The Problem(s) with "Dear Fat People"

**POSSIBLE TRIGGERS:  Please proceed with caution!!**

So... the whole Nicole Arbour "Dear Fat People" video thing... 

**deep breath**

1.  Obese people are fat, not blind.  We know we're fat.  We don't need some chick with a big mouth and a rabid following not talking to us but rather yelling at us as if we're complete idiots.  It's not like we need some Youtube channel to provide the same epiphany our very own eyes can provide.  

1a.  She makes a joke about fat people not being able to chase her down... LOL.  She doesn't know about us athletic fat people -- you know, the ones that finish marathons, IronMans, Tough Mudders, etc.  And she also doesn't know about sneaky, light-on-our-feet fat people that don't need to be fast because we're so nimbly bimbly after all those Zumba, yoga, and barre classes. She forgets about the strong ones who could dead lift her heartless, humorless body. 
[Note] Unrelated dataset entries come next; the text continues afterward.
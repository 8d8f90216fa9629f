use std::fmt::{Display, Formatter};

use snafu::Snafu;

use crate::code_verifier::PkceError;
use crate::endpoints::EndpointError;
use crate::request::RequestError;
use crate::state_token::StateTokenError;

/// The token endpoint interaction that failed.
#[derive(Debug, Clone, Copy, PartialEq, Eq)]
pub enum TokenOperation {
    CodeExchange,
    Refresh,
    Revocation,
}

impl Display for TokenOperation {
    fn fmt(&self, f: &mut Formatter<'_>) -> std::fmt::Result {
        f.write_str(match self {
            TokenOperation::CodeExchange => "code exchange",
            TokenOperation::Refresh => "token refresh",
            TokenOperation::Revocation => "token revocation",
        })
    }
}

/// An enumeration representing various authentication-related errors.
#[derive(Debug, Snafu)]
#[snafu(visibility(pub(crate)))]
pub enum AuthError {
    #[snafu(display("AuthError: Invalid state parameter"))]
    InvalidState { source: StateTokenError },

    #[snafu(display("AuthError: Authorization server returned error '{error}'"))]
    ProviderError {
        error: String,
        error_description: Option<String>,
    },

    #[snafu(display("AuthError: Missing authorization code or state parameter"))]
    MissingParameters,

    #[snafu(display("AuthError: Token exchange failed"))]
    TokenExchangeFailed { source: RequestError },

    #[snafu(display("AuthError: Token refresh failed"))]
    RefreshFailed { source: RequestError },

    #[snafu(display("AuthError: No refresh token available"))]
    NoRefreshToken,

    #[snafu(display("AuthError: Token revocation failed"))]
    RevocationFailed { source: RequestError },

    #[snafu(display("AuthError: {operation} timed out"))]
    TimedOut {
        operation: TokenOperation,
        source: RequestError,
    },

    #[snafu(display("AuthError: Invalid endpoint configuration"))]
    InvalidConfig { source: EndpointError },

    #[snafu(display("AuthError: Invalid PKCE configuration"))]
    Pkce { source: PkceError },

    #[snafu(display("AuthError: Not authenticated"))]
    NotAuthenticated,
}

impl AuthError {
    /// Map a failed request of `operation` to the matching error kind.
    pub(crate) fn from_request(operation: TokenOperation, source: RequestError) -> Self {
        if source.is_timed_out() {
            return AuthError::TimedOut { operation, source };
        }
        match operation {
            TokenOperation::CodeExchange => AuthError::TokenExchangeFailed { source },
            TokenOperation::Refresh => AuthError::RefreshFailed { source },
            TokenOperation::Revocation => AuthError::RevocationFailed { source },
        }
    }

    /// Text suitable for showing to the user, next to a retry action.
    pub fn user_message(&self) -> String {
        match self {
            AuthError::InvalidState { .. } => {
                "The login response could not be verified. Please try again.".to_owned()
            }
            AuthError::ProviderError {
                error,
                error_description,
            } => match error_description {
                Some(description) => format!("Authentication failed: {error} ({description})"),
                None => format!("Authentication failed: {error}"),
            },
            AuthError::MissingParameters => {
                "Missing authorization code or state parameter".to_owned()
            }
            AuthError::TokenExchangeFailed { source } => match source {
                RequestError::ErrResponse { body, .. } => format!("Token exchange failed: {body}"),
                _ => "Token exchange failed: the authorization server could not be reached."
                    .to_owned(),
            },
            AuthError::RefreshFailed { .. } | AuthError::NoRefreshToken => {
                "Your session has ended. Please log in again.".to_owned()
            }
            AuthError::TimedOut { .. } => {
                "The authorization server did not respond in time. Please try again.".to_owned()
            }
            AuthError::RevocationFailed { .. } => "Logout could not be confirmed.".to_owned(),
            AuthError::InvalidConfig { .. } | AuthError::Pkce { .. } => {
                "Login is misconfigured. Please contact the administrator.".to_owned()
            }
            AuthError::NotAuthenticated => "Please log in.".to_owned(),
        }
    }

    /// Whether starting a new login attempt could resolve this error.
    pub fn is_retryable(&self) -> bool {
        !matches!(
            self,
            AuthError::InvalidConfig { .. } | AuthError::Pkce { .. }
        )
    }
}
1b.  There are many of us who aren't strong enough to weather the gale-force bullshit spewing from her mouth ("You have to be really f*cking slow to be offended by satire," she says in the [follow-up] video. "If you can't handle the truth it means you're a psychopath.").  And for as much as she thinks her "truth bombs" can help people, there's collateral damage for which she doesn't seem willing to take responsibility.  She offered some lame ass apology, "I never intended for kids to be watching it and I'm sorry if any kids who didn't understand that I'm a comedian were shocked or upset."  As if kids are the only ones who can be hurt by her words.

2. Yay! Another skinny person telling us how our fatness offends them using the transparent guise of "helping us."  **eyeroll**  If you want to help people, you ASK what they need.  And not all fat people are created alike, and not all fat people need the same help.  Some people need easy things like motivation, accountability, recipes.  Some people need experts (see below).
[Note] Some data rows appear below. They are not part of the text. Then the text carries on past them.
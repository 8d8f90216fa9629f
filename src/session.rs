use std::fmt::{Debug, Formatter};
use std::sync::Arc;
use std::sync::atomic::{AtomicU64, Ordering};

use parking_lot::Mutex;
use serde::{Deserialize, Serialize};
use snafu::ResultExt;
use time::{Duration, OffsetDateTime};

use crate::AccessToken;
use crate::callback::{CallbackHandler, CallbackOutcome, CallbackState};
use crate::clock::{Clock, SystemClock};
use crate::config::UsePkceAuthOptions;
use crate::error::{AuthError, PkceSnafu};
use crate::login;
use crate::navigation::{BrowserNavigator, Navigator};
use crate::response::{CallbackParams, TokenResponse};
use crate::token_claims::User;
use crate::token_client::TokenClient;
use crate::token_store::TokenStore;

/// Minimum time between two refreshes triggered by [`SessionController::report_unauthorized`].
const UNAUTHORIZED_REFRESH_COOLDOWN: Duration = Duration::seconds(1);

#[derive(Debug, Clone, Copy, PartialEq, Eq, Serialize, Deserialize)]
pub enum AuthStatus {
    /// The initial check did not finish yet. Protected views should wait.
    Loading,
    Authenticated,
    Unauthenticated,
}

/// In-memory view of the current authentication, derived from the token store.
#[derive(Debug, Clone, PartialEq, Eq, Serialize, Deserialize)]
pub struct AuthSession {
    pub status: AuthStatus,
    /// Decoded from the access token WITHOUT verifying its signature. Good for display only.
    pub user: Option<User>,
    pub token: Option<AccessToken>,
}

impl AuthSession {
    pub fn loading() -> Self {
        Self {
            status: AuthStatus::Loading,
            user: None,
            token: None,
        }
    }

    pub fn unauthenticated() -> Self {
        Self {
            status: AuthStatus::Unauthenticated,
            user: None,
            token: None,
        }
    }

    pub fn is_loading(&self) -> bool {
        self.status == AuthStatus::Loading
    }

    pub fn is_authenticated(&self) -> bool {
        self.status == AuthStatus::Authenticated
    }
}

impl Default for AuthSession {
    fn default() -> Self {
        Self::loading()
    }
}

#[derive(Debug, Clone, Copy, PartialEq, Eq, Hash)]
pub struct SubscriptionId(u64);

type Listener = Arc<dyn Fn(&AuthSession) + Send + Sync>;
type CallbackListener = Arc<dyn Fn(&CallbackState) + Send + Sync>;

/// The process-wide authentication session.
///
/// Ties PKCE login, callback handling, token refresh and logout together and publishes every
/// resulting [`AuthSession`] to its subscribers. Cheap to clone, clones share all state.
///
/// Lifecycle: create it once, call [`init`](Self::init) on startup, and use
/// [`logout`](Self::logout) to tear the session down.
#[derive(Clone)]
pub struct SessionController {
    inner: Arc<Inner>,
}

struct Inner {
    options: UsePkceAuthOptions,
    client: TokenClient,
    clock: Arc<dyn Clock>,
    navigator: Arc<dyn Navigator>,
    callback: CallbackHandler,
    session: Mutex<AuthSession>,
    listeners: Mutex<Vec<(SubscriptionId, Listener)>>,
    callback_listeners: Mutex<Vec<(SubscriptionId, CallbackListener)>>,
    next_subscription_id: AtomicU64,
    last_refresh_from_unauthorized: Mutex<Option<OffsetDateTime>>,
}

impl Debug for SessionController {
    fn fmt(&self, f: &mut Formatter<'_>) -> std::fmt::Result {
        f.debug_struct("SessionController")
            .field("client", &self.inner.client)
            .field("session", &*self.inner.session.lock())
            .finish_non_exhaustive()
    }
}

/// Configures the collaborators of a [`SessionController`].
///
/// Defaults to browser storage, browser navigation and the system clock.
pub struct SessionControllerBuilder {
    options: UsePkceAuthOptions,
    http: Option<reqwest::Client>,
    store: Option<TokenStore>,
    clock: Option<Arc<dyn Clock>>,
    navigator: Option<Arc<dyn Navigator>>,
}

impl SessionControllerBuilder {
    pub fn http_client(mut self, http: reqwest::Client) -> Self {
        self.http = Some(http);
        self
    }

    pub fn token_store(mut self, store: TokenStore) -> Self {
        self.store = Some(store);
        self
    }

    pub fn clock(mut self, clock: impl Clock + 'static) -> Self {
        self.clock = Some(Arc::new(clock));
        self
    }

    pub fn navigator(mut self, navigator: impl Navigator + 'static) -> Self {
        self.navigator = Some(Arc::new(navigator));
        self
    }

    pub fn build(self) -> Result<SessionController, AuthError> {
        self.options.validate().context(PkceSnafu {})?;

        let store = self
            .store
            .unwrap_or_else(|| TokenStore::browser(&self.options.advanced.storage_key_prefix));
        let client = TokenClient::new(&self.options, self.http.unwrap_or_default(), store)?;

        Ok(SessionController {
            inner: Arc::new(Inner {
                options: self.options,
                client,
                clock: self.clock.unwrap_or_else(|| Arc::new(SystemClock)),
                navigator: self.navigator.unwrap_or_else(|| Arc::new(BrowserNavigator)),
                callback: CallbackHandler::new(),
                session: Mutex::new(AuthSession::loading()),
                listeners: Mutex::new(Vec::new()),
                callback_listeners: Mutex::new(Vec::new()),
                next_subscription_id: AtomicU64::new(0),
                last_refresh_from_unauthorized: Mutex::new(None),
            }),
        })
    }
}

impl SessionController {
    pub fn builder(options: UsePkceAuthOptions) -> SessionControllerBuilder {
        SessionControllerBuilder {
            options,
            http: None,
            store: None,
            clock: None,
            navigator: None,
        }
    }

    pub fn options(&self) -> &UsePkceAuthOptions {
        &self.inner.options
    }

    pub fn token_store(&self) -> &TokenStore {
        self.inner.client.store()
    }

    pub fn token_client(&self) -> &TokenClient {
        &self.inner.client
    }

    pub fn now(&self) -> OffsetDateTime {
        self.inner.clock.now()
    }

    pub fn session(&self) -> AuthSession {
        self.inner.session.lock().clone()
    }

    pub fn callback_state(&self) -> CallbackState {
        self.inner.callback.state()
    }

    /// Whether a stored access token outlives now plus the configured expiry buffer.
    pub fn is_authenticated(&self) -> bool {
        self.token_store()
            .is_authenticated(self.now(), self.inner.options.advanced.expiry_buffer)
    }

    /// The stored access token, if it is still valid.
    pub fn access_token(&self) -> Option<AccessToken> {
        match self.is_authenticated() {
            true => self.token_store().access_token(),
            false => None,
        }
    }

    /// `listener` is called with the new session after every change.
    pub fn subscribe(
        &self,
        listener: impl Fn(&AuthSession) + Send + Sync + 'static,
    ) -> SubscriptionId {
        let id = self.next_subscription_id();
        self.inner.listeners.lock().push((id, Arc::new(listener)));
        id
    }

    /// `listener` is called whenever handling an authorization response starts or ends, no matter
    /// which caller started it.
    pub fn subscribe_callback_state(
        &self,
        listener: impl Fn(&CallbackState) + Send + Sync + 'static,
    ) -> SubscriptionId {
        let id = self.next_subscription_id();
        self.inner
            .callback_listeners
            .lock()
            .push((id, Arc::new(listener)));
        id
    }

    /// Removes a listener registered through either `subscribe` function.
    pub fn unsubscribe(&self, id: SubscriptionId) {
        self.inner
            .listeners
            .lock()
            .retain(|(listener_id, _)| *listener_id != id);
        self.inner
            .callback_listeners
            .lock()
            .retain(|(listener_id, _)| *listener_id != id);
    }

    fn next_subscription_id(&self) -> SubscriptionId {
        SubscriptionId(
            self.inner
                .next_subscription_id
                .fetch_add(1, Ordering::Relaxed),
        )
    }

    /// Initial-load check: prefer a valid stored token, then a silent refresh, then give up.
    pub async fn init(&self) -> AuthSession {
        tracing::trace!("Checking stored authentication");

        if self.is_authenticated() {
            tracing::debug!("Found valid access token");
            return self.recompute();
        }

        // A refresh rejected after the code exchange stored fresh tokens would wipe them.
        if self.is_on_callback_route() {
            tracing::debug!("On the callback route. Skipping silent refresh.");
            return self.recompute();
        }

        match self.token_store().refresh_token() {
            Some(_) => match self.inner.client.refresh().await {
                Ok(_) => tracing::debug!("Silently refreshed expired session"),
                Err(err) => {
                    tracing::debug!(?err, "Silent refresh failed");
                    self.token_store().clear();
                }
            },
            None => self.token_store().clear(),
        }

        self.recompute()
    }

    /// Send the user to the authorization server, starting a fresh login attempt.
    pub fn login(&self) -> Result<(), AuthError> {
        let request = login::generate_authorization_request(&self.inner.options)?;
        tracing::trace!("Redirecting to authorization server");
        self.inner.navigator.navigate(request.url.as_str());
        Ok(())
    }

    /// Forget all tokens, revoke the refresh token (best-effort) and go home. Never fails.
    ///
    /// Tokens are gone locally before revocation starts, so dropping this future early still
    /// leaves the user logged out.
    pub async fn logout(&self) {
        tracing::trace!("Logging out");
        let refresh_token = self.token_store().refresh_token();
        self.token_store().clear();
        self.publish(AuthSession::unauthenticated());

        match refresh_token {
            Some(refresh_token) => self.inner.client.revoke(&refresh_token).await,
            None => tracing::trace!("No refresh token to revoke"),
        }

        // Navigating unloads the page, which would abort a revocation still in flight.
        self.inner
            .navigator
            .navigate(&self.inner.options.post_logout_path);
    }

    /// Refresh the tokens. Any failure ends the session through [`logout`](Self::logout).
    pub async fn refresh_token(&self) -> Result<TokenResponse, AuthError> {
        match self.inner.client.refresh().await {
            Ok(tokens) => {
                self.recompute();
                Ok(tokens)
            }
            Err(err) => {
                tracing::warn!(?err, "Token refresh failed. Logging out.");
                self.logout().await;
                Err(err)
            }
        }
    }

    /// Process the authorization server's redirect. Repeated calls with the same parameters are
    /// no-ops.
    pub async fn handle_callback(&self, params: CallbackParams) -> CallbackOutcome {
        let client = &self.inner.client;
        let outcome = self
            .inner
            .callback
            .handle(params, |code, state| async move {
                self.publish_callback_state(&CallbackState::Processing);
                client.exchange_code(&code, &state).await
            })
            .await;

        match &outcome {
            CallbackOutcome::Success(_) => {
                self.publish_callback_state(&self.callback_state());
                self.recompute();
                self.inner
                    .navigator
                    .navigate(&self.inner.options.post_login_path);
            }
            CallbackOutcome::Failed(err) => {
                tracing::error!(?err, "Login could not be completed");
                self.publish_callback_state(&self.callback_state());
                self.recompute();
            }
            CallbackOutcome::AlreadyHandled => {}
        }
        outcome
    }

    /// A request using the current access token was answered with 401 Unauthorized.
    ///
    /// The token may have been revoked server-side, so we try a refresh. To never end up in a loop
    /// of refreshes and failing requests, this refreshes at most once per second.
    /// Returns `true` if a refresh happened and succeeded.
    pub async fn report_unauthorized(&self) -> bool {
        {
            let now = self.now();
            let mut last = self.inner.last_refresh_from_unauthorized.lock();
            if last.is_some_and(|it| now - it < UNAUTHORIZED_REFRESH_COOLDOWN) {
                tracing::debug!("Refreshed just recently. Not refreshing again.");
                return false;
            }
            *last = Some(now);
        }
        if self.token_store().refresh_token().is_none() {
            tracing::debug!("Unauthorized, but no refresh token available.");
            self.recompute();
            return false;
        }
        self.refresh_token().await.is_ok()
    }

    /// Re-derive the session from the token store and notify subscribers on change.
    pub fn recompute(&self) -> AuthSession {
        let session = match self.is_authenticated() {
            true => AuthSession {
                status: AuthStatus::Authenticated,
                user: self
                    .token_store()
                    .access_token_claims()
                    .map(|claims| claims.to_user()),
                token: self.token_store().access_token(),
            },
            false => AuthSession::unauthenticated(),
        };
        self.publish(session.clone());
        session
    }

    fn is_on_callback_route(&self) -> bool {
        self.inner.navigator.current_url().is_some_and(|url| {
            url.path() == self.inner.options.redirect_uri.path()
                && !CallbackParams::from_url(&url).is_empty()
        })
    }

    fn publish_callback_state(&self, state: &CallbackState) {
        let listeners = self
            .inner
            .callback_listeners
            .lock()
            .iter()
            .map(|(_, listener)| listener.clone())
            .collect::<Vec<_>>();
        for listener in listeners {
            listener(state);
        }
    }

    fn publish(&self, session: AuthSession) {
        {
            let mut current = self.inner.session.lock();
            if *current == session {
                return;
            }
            tracing::debug!(status = ?session.status, "Session changed");
            *current = session.clone();
        }
        // Listeners may call back into the controller.
        let listeners = self
            .inner
            .listeners
            .lock()
            .iter()
            .map(|(_, listener)| listener.clone())
            .collect::<Vec<_>>();
        for listener in listeners {
            listener(&session);
        }
    }
}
2b.  No where in her video or links does she offer actual help.  No online resources or support groups.  No recommendations to go see your doctor and get a physical, work with a dietitian, work with a NASM-certified trainer.  Nothing.  

3.  Her OPINION (i.e., not really a "truth bomb") really misses the mark.  In my opinion (based on talking to a lot of people, reading a lot of books, studies, and other materials) excessive body fat is a symptom more than it is a disease. I have said time and time again that I think that obesity is more often than not the byproduct of trauma (physical, mental, psychological, sexual).  And the more I started thinking about it, the more I came to believe that most food/exercise/body disorders (as they're interrelated and on a spectrum) are as well. (And if it's not trauma, there's still other outside forces that can influence a person's size, shape, and health -- but I'll leave it to other people to argue socioeconomic and other points.) 

3a.  Making fun of the survivors of trauma makes her an asshole, not a comedian.  

3b. Making fun of the survivors of trauma for not being able to wrap their heads/bodies around the trauma in their lives doesn't help people to address the trauma.  It re-traumatizes them.   For example, look at how many people gain or lose weight as a barrier between them and the people who sexually abused them.  You wouldn't yell at a bulimic to eat a cheeseburger when the real issue was someone violating their body.  Equally, you shouldn't tell a fat person to put down the cheeseburger when the real issue was someone violating their body. 

3c.  People who have endured trauma should probably start with professional help. 

(a) Cause you never know what trauma is lurking underneath all the layers of fat, and sometimes what's lurking needs a safe place to make its debut.
(b) It's really easy to transfer one harmful behavior to another.  For instance -- people who go from being food addicts to exercise addicts is not a myth.  It's an actual thing.
(c) People have been known to do some pretty harmful things in order to chase down their unrealistic goals. 

I'm sure there's more... but I'm kinda annoyed with myself for even giving it this much time/thought when really I should have just said "Bitch please."

Old photo is a perfect salute to Nicole.